→ **Action item**:
Among the lines below, copy each one in which "FixtureCatalog" appears.

→ **Available records**:
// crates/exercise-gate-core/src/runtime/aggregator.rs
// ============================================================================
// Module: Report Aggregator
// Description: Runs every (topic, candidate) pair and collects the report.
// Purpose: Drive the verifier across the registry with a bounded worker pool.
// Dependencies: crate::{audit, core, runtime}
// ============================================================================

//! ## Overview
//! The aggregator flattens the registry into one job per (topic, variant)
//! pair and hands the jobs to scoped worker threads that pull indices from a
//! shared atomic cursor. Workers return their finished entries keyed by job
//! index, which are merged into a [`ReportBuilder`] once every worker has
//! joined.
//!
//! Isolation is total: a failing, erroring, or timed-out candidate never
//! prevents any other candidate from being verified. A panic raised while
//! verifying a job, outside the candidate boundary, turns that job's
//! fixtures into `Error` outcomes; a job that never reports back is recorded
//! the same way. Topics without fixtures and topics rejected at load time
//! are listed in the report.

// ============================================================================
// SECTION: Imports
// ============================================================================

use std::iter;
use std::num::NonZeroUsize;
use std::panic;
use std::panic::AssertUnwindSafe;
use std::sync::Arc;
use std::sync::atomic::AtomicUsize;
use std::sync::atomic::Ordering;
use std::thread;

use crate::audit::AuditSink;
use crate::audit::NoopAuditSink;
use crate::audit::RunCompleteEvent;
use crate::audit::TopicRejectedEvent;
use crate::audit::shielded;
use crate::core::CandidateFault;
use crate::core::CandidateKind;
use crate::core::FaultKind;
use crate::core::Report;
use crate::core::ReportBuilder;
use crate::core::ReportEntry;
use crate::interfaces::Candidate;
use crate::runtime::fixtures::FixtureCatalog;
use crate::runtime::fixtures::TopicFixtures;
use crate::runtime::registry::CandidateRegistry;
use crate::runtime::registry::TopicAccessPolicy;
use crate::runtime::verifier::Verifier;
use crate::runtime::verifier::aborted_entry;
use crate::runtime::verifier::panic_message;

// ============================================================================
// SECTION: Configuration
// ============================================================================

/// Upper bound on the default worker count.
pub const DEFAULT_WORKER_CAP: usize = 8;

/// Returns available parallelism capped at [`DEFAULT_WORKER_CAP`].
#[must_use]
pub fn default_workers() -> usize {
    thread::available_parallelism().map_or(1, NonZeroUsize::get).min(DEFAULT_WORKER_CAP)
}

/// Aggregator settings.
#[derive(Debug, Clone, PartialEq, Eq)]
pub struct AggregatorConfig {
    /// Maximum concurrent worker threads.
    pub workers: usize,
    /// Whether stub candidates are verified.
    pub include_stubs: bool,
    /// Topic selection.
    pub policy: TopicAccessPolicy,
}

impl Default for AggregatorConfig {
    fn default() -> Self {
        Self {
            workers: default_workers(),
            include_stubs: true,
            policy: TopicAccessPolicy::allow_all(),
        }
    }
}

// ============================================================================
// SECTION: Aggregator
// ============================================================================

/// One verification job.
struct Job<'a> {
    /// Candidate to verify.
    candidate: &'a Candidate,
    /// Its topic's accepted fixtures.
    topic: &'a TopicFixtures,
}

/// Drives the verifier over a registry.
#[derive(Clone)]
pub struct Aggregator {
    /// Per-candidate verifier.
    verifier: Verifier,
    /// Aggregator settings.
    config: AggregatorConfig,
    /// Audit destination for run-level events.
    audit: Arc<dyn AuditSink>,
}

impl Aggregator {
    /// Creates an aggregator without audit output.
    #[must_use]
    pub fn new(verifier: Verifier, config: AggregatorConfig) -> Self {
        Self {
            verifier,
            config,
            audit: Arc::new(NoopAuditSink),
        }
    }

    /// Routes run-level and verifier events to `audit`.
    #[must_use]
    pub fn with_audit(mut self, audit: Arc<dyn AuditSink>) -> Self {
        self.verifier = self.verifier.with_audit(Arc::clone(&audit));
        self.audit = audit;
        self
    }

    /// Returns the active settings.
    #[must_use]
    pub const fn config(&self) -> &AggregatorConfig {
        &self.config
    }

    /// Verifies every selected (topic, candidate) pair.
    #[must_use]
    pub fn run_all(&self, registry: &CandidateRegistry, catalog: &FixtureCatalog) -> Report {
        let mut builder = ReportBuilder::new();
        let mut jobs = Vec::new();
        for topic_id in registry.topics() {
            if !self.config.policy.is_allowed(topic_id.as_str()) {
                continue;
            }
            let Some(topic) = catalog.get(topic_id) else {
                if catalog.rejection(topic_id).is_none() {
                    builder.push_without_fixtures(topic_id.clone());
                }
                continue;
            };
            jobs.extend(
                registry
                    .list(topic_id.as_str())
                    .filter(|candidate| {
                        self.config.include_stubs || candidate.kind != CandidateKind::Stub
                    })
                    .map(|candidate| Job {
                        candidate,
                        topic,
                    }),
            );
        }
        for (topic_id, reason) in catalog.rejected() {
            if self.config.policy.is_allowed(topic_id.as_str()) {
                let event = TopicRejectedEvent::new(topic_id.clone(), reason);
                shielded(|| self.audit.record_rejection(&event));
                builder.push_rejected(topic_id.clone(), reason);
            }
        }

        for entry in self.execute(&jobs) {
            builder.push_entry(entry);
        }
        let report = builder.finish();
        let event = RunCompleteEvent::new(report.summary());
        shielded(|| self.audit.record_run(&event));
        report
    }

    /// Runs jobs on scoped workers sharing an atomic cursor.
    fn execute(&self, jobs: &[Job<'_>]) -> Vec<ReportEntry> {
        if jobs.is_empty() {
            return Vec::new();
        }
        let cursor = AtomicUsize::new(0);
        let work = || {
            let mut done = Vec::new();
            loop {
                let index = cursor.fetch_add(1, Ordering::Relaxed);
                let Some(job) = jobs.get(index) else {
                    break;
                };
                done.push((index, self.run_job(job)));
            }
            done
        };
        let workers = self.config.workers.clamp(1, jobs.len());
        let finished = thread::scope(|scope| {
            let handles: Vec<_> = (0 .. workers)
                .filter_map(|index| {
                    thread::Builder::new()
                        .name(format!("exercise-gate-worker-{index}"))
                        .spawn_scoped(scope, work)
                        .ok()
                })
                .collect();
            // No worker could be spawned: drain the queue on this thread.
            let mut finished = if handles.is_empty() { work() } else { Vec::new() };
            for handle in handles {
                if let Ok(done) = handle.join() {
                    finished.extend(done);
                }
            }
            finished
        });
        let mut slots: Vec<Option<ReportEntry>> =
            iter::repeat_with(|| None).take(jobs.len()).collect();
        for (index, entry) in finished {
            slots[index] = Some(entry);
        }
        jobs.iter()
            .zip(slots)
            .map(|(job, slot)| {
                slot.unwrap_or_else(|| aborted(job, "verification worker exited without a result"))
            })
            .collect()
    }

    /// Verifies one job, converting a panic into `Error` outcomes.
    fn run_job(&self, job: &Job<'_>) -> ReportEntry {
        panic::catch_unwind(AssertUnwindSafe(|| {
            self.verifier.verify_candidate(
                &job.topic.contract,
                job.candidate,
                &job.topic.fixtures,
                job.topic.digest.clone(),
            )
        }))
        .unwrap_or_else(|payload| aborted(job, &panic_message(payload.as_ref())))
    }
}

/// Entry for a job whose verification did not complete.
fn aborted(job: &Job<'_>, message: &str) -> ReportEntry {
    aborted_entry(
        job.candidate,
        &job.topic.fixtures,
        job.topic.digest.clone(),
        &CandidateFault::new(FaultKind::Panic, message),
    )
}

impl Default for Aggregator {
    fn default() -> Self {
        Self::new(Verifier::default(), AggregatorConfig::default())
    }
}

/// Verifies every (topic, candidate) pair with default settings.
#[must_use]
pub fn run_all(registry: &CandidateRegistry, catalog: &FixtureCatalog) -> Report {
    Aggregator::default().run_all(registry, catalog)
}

==

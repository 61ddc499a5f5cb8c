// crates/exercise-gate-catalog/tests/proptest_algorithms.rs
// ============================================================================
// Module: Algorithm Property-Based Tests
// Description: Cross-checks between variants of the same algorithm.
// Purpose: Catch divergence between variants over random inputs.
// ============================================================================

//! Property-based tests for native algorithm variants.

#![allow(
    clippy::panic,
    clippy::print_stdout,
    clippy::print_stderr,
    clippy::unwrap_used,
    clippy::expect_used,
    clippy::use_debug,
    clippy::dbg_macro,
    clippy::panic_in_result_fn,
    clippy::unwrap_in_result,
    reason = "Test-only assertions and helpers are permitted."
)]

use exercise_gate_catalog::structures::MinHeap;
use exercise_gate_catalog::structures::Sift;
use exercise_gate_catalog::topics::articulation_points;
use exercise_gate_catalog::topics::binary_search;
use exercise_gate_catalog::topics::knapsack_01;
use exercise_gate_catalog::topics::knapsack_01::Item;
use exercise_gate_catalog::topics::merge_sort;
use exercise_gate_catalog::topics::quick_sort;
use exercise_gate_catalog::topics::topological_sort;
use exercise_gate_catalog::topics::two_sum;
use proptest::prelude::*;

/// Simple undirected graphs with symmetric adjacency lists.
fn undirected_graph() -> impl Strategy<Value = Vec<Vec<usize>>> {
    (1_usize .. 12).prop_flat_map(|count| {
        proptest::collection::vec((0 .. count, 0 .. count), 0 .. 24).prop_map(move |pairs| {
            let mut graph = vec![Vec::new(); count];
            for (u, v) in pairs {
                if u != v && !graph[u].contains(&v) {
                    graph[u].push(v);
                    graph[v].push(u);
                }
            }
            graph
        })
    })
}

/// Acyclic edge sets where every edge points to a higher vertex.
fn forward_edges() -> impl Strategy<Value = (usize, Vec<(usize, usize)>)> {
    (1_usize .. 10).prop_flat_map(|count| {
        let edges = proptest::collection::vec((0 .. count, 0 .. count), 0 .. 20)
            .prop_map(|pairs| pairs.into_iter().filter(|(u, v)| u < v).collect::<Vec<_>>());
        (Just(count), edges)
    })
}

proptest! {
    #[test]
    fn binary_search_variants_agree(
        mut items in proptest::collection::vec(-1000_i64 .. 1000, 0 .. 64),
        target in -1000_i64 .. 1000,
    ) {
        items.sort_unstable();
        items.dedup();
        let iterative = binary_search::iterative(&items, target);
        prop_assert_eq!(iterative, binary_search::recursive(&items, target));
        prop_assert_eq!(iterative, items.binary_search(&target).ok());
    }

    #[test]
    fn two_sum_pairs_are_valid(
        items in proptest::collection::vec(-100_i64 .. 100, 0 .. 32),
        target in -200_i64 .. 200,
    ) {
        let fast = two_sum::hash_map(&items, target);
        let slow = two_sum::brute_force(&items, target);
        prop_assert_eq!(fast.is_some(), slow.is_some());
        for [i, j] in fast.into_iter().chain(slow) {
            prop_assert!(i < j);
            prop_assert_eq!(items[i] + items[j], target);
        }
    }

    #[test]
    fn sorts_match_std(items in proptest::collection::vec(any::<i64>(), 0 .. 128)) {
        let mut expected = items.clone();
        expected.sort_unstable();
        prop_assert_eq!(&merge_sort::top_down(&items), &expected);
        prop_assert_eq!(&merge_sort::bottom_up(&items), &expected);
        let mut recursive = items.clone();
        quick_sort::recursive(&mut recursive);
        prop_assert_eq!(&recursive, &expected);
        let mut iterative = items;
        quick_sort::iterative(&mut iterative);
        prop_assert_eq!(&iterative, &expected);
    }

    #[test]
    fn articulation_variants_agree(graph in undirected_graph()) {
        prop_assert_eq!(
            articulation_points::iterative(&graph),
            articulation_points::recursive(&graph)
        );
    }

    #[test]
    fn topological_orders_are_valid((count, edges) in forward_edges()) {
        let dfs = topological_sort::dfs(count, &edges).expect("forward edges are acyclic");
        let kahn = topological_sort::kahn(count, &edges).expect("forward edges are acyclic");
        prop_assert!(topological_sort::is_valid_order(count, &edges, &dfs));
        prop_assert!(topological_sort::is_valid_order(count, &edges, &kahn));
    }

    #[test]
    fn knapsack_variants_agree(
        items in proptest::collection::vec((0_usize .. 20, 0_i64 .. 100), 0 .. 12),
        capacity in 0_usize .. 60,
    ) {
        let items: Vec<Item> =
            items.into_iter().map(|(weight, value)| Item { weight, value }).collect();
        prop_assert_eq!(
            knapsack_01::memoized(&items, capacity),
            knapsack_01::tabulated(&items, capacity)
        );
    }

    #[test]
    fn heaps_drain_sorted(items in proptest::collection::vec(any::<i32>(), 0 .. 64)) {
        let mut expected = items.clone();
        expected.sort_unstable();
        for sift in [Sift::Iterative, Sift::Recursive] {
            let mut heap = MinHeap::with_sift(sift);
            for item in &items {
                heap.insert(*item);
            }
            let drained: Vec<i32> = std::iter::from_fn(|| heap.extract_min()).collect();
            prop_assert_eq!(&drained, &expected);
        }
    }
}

→ **Solution to this task**:
use crate::runtime::fixtures::FixtureCatalog;
    pub fn run_all(&self, registry: &CandidateRegistry, catalog: &FixtureCatalog) -> Report {
pub fn run_all(registry: &CandidateRegistry, catalog: &FixtureCatalog) -> Report {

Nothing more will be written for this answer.